Wednesday, October 13, 2010

Our Embarassing Nova Scotia Government

Let's talk about Bob. Bob earns $50,000 a year. He is currently in debt for $80,000, and he budgets to spend $60,000 over the next year. Can Bob survive indefinitely with this type of budget? Would we look at Bob and say,"Gee, Bob really has a plan to ensure he lives a high quality life in the future." No. Now let's say half way through the year of this budget Bob decides he could really improve his quality of life if he borrowed $10,000 to buy a jet ski. Anyone else think Bob has a serious problem?

And so it is with the Nova Scotia Government. As a whole we have an annual budget deficit of close to $500 million, a total debt of $13 billion, and revenues of just over $8 billion. These numbers alone paint a broad, yet alarming, picture. So what does our government do? They find a new project to spend more money on.

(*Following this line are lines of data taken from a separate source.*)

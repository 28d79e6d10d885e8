//! Filter string parser.
//!
//! Grammar (keywords case-insensitive):
//!
//! ```text
//! expr    := or
//! or      := and (("or" | "||") and)*
//! and     := unary (("and" | "&&") unary)*
//! unary   := ("not" | "!") unary | "(" expr ")" | cmp
//! cmp     := ident op literal
//! op      := eq | = | ne | != | gt | > | ge | >= | lt | < | le | <= | has
//! literal := 'quoted' | "quoted" | bare-word
//! ```
//!
//! Quoted literals are always strings; bare words are classified with
//! `Value::parse_literal`.
//!
//! # Limits
//!
//! A filter is at most `MAX_FILTER_LEN` bytes, nests `(` and `not` at most
//! `MAX_DEPTH` levels, and holds at most `MAX_TERMS` comparisons. Going
//! past any of them is a syntax error, so parsing and compiling never
//! recurse deeper than the limits allow.

use super::ast::{FilterExpr, FilterOp};
use super::errors::{FilterError, FilterResult};
use crate::value::Value;

#[derive(Debug, Clone, PartialEq)]
enum Token {
    Word(String),
    Quoted(String),
    Symbol(&'static str),
    LParen,
    RParen,
}

#[derive(Debug, Clone)]
struct Spanned {
    token: Token,
    position: usize,
}

/// Longest accepted filter, in bytes
pub const MAX_FILTER_LEN: usize = 4096;

/// Deepest accepted nesting of `(` and `not`
pub const MAX_DEPTH: usize = 64;

/// Most comparisons one filter may hold
pub const MAX_TERMS: usize = 256;

const SYMBOLS: [&str; 9] = ["&&", "||", "!=", ">=", "<=", "=", ">", "<", "!"];

fn is_word_char(c: char) -> bool {
    c.is_alphanumeric() || matches!(c, '_' | '-' | '.')
}

fn tokenize(input: &str) -> FilterResult<Vec<Spanned>> {
    let mut tokens = Vec::new();
    let mut chars = input.char_indices().peekable();

    while let Some(&(pos, c)) = chars.peek() {
        if c.is_whitespace() {
            chars.next();
            continue;
        }
        match c {
            '(' => {
                chars.next();
                tokens.push(Spanned {
                    token: Token::LParen,
                    position: pos,
                });
            }
            ')' => {
                chars.next();
                tokens.push(Spanned {
                    token: Token::RParen,
                    position: pos,
                });
            }
            '"' | '\'' => {
                chars.next();
                let mut text = String::new();
                let mut closed = false;
                for (_, ch) in chars.by_ref() {
                    if ch == c {
                        closed = true;
                        break;
                    }
                    text.push(ch);
                }
                if !closed {
                    return Err(FilterError::syntax(pos, "unterminated quoted string"));
                }
                tokens.push(Spanned {
                    token: Token::Quoted(text),
                    position: pos,
                });
            }
            c if is_word_char(c) => {
                let mut word = String::new();
                while let Some(&(_, ch)) = chars.peek() {
                    if !is_word_char(ch) {
                        break;
                    }
                    word.push(ch);
                    chars.next();
                }
                tokens.push(Spanned {
                    token: Token::Word(word),
                    position: pos,
                });
            }
            _ => {
                let rest = &input[pos..];
                let symbol = SYMBOLS
                    .iter()
                    .find(|s| rest.starts_with(**s))
                    .copied()
                    .ok_or_else(|| {
                        FilterError::syntax(pos, format!("unexpected character '{}'", c))
                    })?;
                for _ in 0..symbol.len() {
                    chars.next();
                }
                tokens.push(Spanned {
                    token: Token::Symbol(symbol),
                    position: pos,
                });
            }
        }
    }

    Ok(tokens)
}

struct Parser {
    tokens: Vec<Spanned>,
    index: usize,
    end: usize,
    depth: usize,
    terms: usize,
}

impl Parser {
    fn peek(&self) -> Option<&Token> {
        self.tokens.get(self.index).map(|t| &t.token)
    }

    fn position(&self) -> usize {
        self.tokens
            .get(self.index)
            .map_or(self.end, |t| t.position)
    }

    fn next(&mut self) -> Option<Spanned> {
        let token = self.tokens.get(self.index).cloned();
        if token.is_some() {
            self.index += 1;
        }
        token
    }

    fn at_keyword(&self, keyword: &str, symbol: &str) -> bool {
        match self.peek() {
            Some(Token::Word(w)) => w.eq_ignore_ascii_case(keyword),
            Some(Token::Symbol(s)) => *s == symbol,
            _ => false,
        }
    }

    fn parse_or(&mut self) -> FilterResult<FilterExpr> {
        let mut lhs = self.parse_and()?;
        while self.at_keyword("or", "||") {
            self.next();
            let rhs = self.parse_and()?;
            lhs = lhs.or(rhs);
        }
        Ok(lhs)
    }

    fn parse_and(&mut self) -> FilterResult<FilterExpr> {
        let mut lhs = self.parse_unary()?;
        while self.at_keyword("and", "&&") {
            self.next();
            let rhs = self.parse_unary()?;
            lhs = lhs.and(rhs);
        }
        Ok(lhs)
    }

    /// Enters one level of `(` or `not`
    fn descend(&mut self) -> FilterResult<()> {
        if self.depth >= MAX_DEPTH {
            return Err(FilterError::syntax(
                self.position(),
                format!("filter nests deeper than {} levels", MAX_DEPTH),
            ));
        }
        self.depth += 1;
        Ok(())
    }

    fn parse_unary(&mut self) -> FilterResult<FilterExpr> {
        if self.at_keyword("not", "!") {
            self.descend()?;
            self.next();
            let inner = self.parse_unary()?;
            self.depth -= 1;
            return Ok(inner.not());
        }
        if self.peek() == Some(&Token::LParen) {
            self.descend()?;
            self.next();
            let inner = self.parse_or()?;
            self.depth -= 1;
            match self.next() {
                Some(Spanned {
                    token: Token::RParen,
                    ..
                }) => return Ok(inner),
                Some(other) => {
                    return Err(FilterError::syntax(other.position, "expected ')'"));
                }
                None => return Err(FilterError::syntax(self.end, "missing closing ')'")),
            }
        }
        self.parse_cmp()
    }

    fn parse_cmp(&mut self) -> FilterResult<FilterExpr> {
        let position = self.position();
        if self.terms >= MAX_TERMS {
            return Err(FilterError::syntax(
                position,
                format!("filter holds more than {} comparisons", MAX_TERMS),
            ));
        }
        self.terms += 1;
        let property = match self.next() {
            Some(Spanned {
                token: Token::Word(w),
                ..
            }) if is_identifier(&w) => w,
            Some(other) => {
                return Err(FilterError::syntax(
                    other.position,
                    "expected a property name",
                ));
            }
            None => return Err(FilterError::syntax(position, "expected a property name")),
        };

        let position = self.position();
        let op = match self.next() {
            Some(Spanned {
                token: Token::Word(w),
                ..
            }) => FilterOp::from_token(&w),
            Some(Spanned {
                token: Token::Symbol(s),
                ..
            }) => FilterOp::from_token(s),
            _ => None,
        }
        .ok_or_else(|| {
            FilterError::syntax(position, format!("expected an operator after '{}'", property))
        })?;

        let position = self.position();
        let value = match self.next() {
            Some(Spanned {
                token: Token::Quoted(s),
                ..
            }) => Value::Str(s),
            Some(Spanned {
                token: Token::Word(w),
                ..
            }) => Value::parse_literal(&w),
            _ => {
                return Err(FilterError::syntax(
                    position,
                    format!("expected a value after '{} {}'", property, op),
                ));
            }
        };

        Ok(FilterExpr::cmp(property, op, value))
    }
}

fn is_identifier(word: &str) -> bool {
    let mut chars = word.chars();
    chars
        .next()
        .is_some_and(|c| c.is_alphabetic() || c == '_')
        && chars.all(|c| c.is_alphanumeric() || c == '_')
}

/// Parses a filter string into an expression tree
pub fn parse_filter(input: &str) -> FilterResult<FilterExpr> {
    if input.len() > MAX_FILTER_LEN {
        return Err(FilterError::syntax(
            MAX_FILTER_LEN,
            format!("filter exceeds {} bytes", MAX_FILTER_LEN),
        ));
    }
    let tokens = tokenize(input)?;
    if tokens.is_empty() {
        return Err(FilterError::syntax(0, "empty filter"));
    }
    let mut parser = Parser {
        tokens,
        index: 0,
        end: input.len(),
        depth: 0,
        terms: 0,
    };
    let expr = parser.parse_or()?;
    if parser.peek().is_some() {
        return Err(FilterError::syntax(
            parser.position(),
            "unexpected trailing input",
        ));
    }
    Ok(expr)
}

Today Premier Dexter announced to the province that the government would support a plan to build a new convention centre in downtown Halifax in partnership with the Halifax Regional Municipality and the federal government. The total cost to the Nova Scotian taxpayers, over the term of a 25 year capital lease, will work out to about $328 million. This is a government project, so the real cost will most likely be in the $500 million range (if we're lucky). $47 million of the funding is expected to come from the federal government.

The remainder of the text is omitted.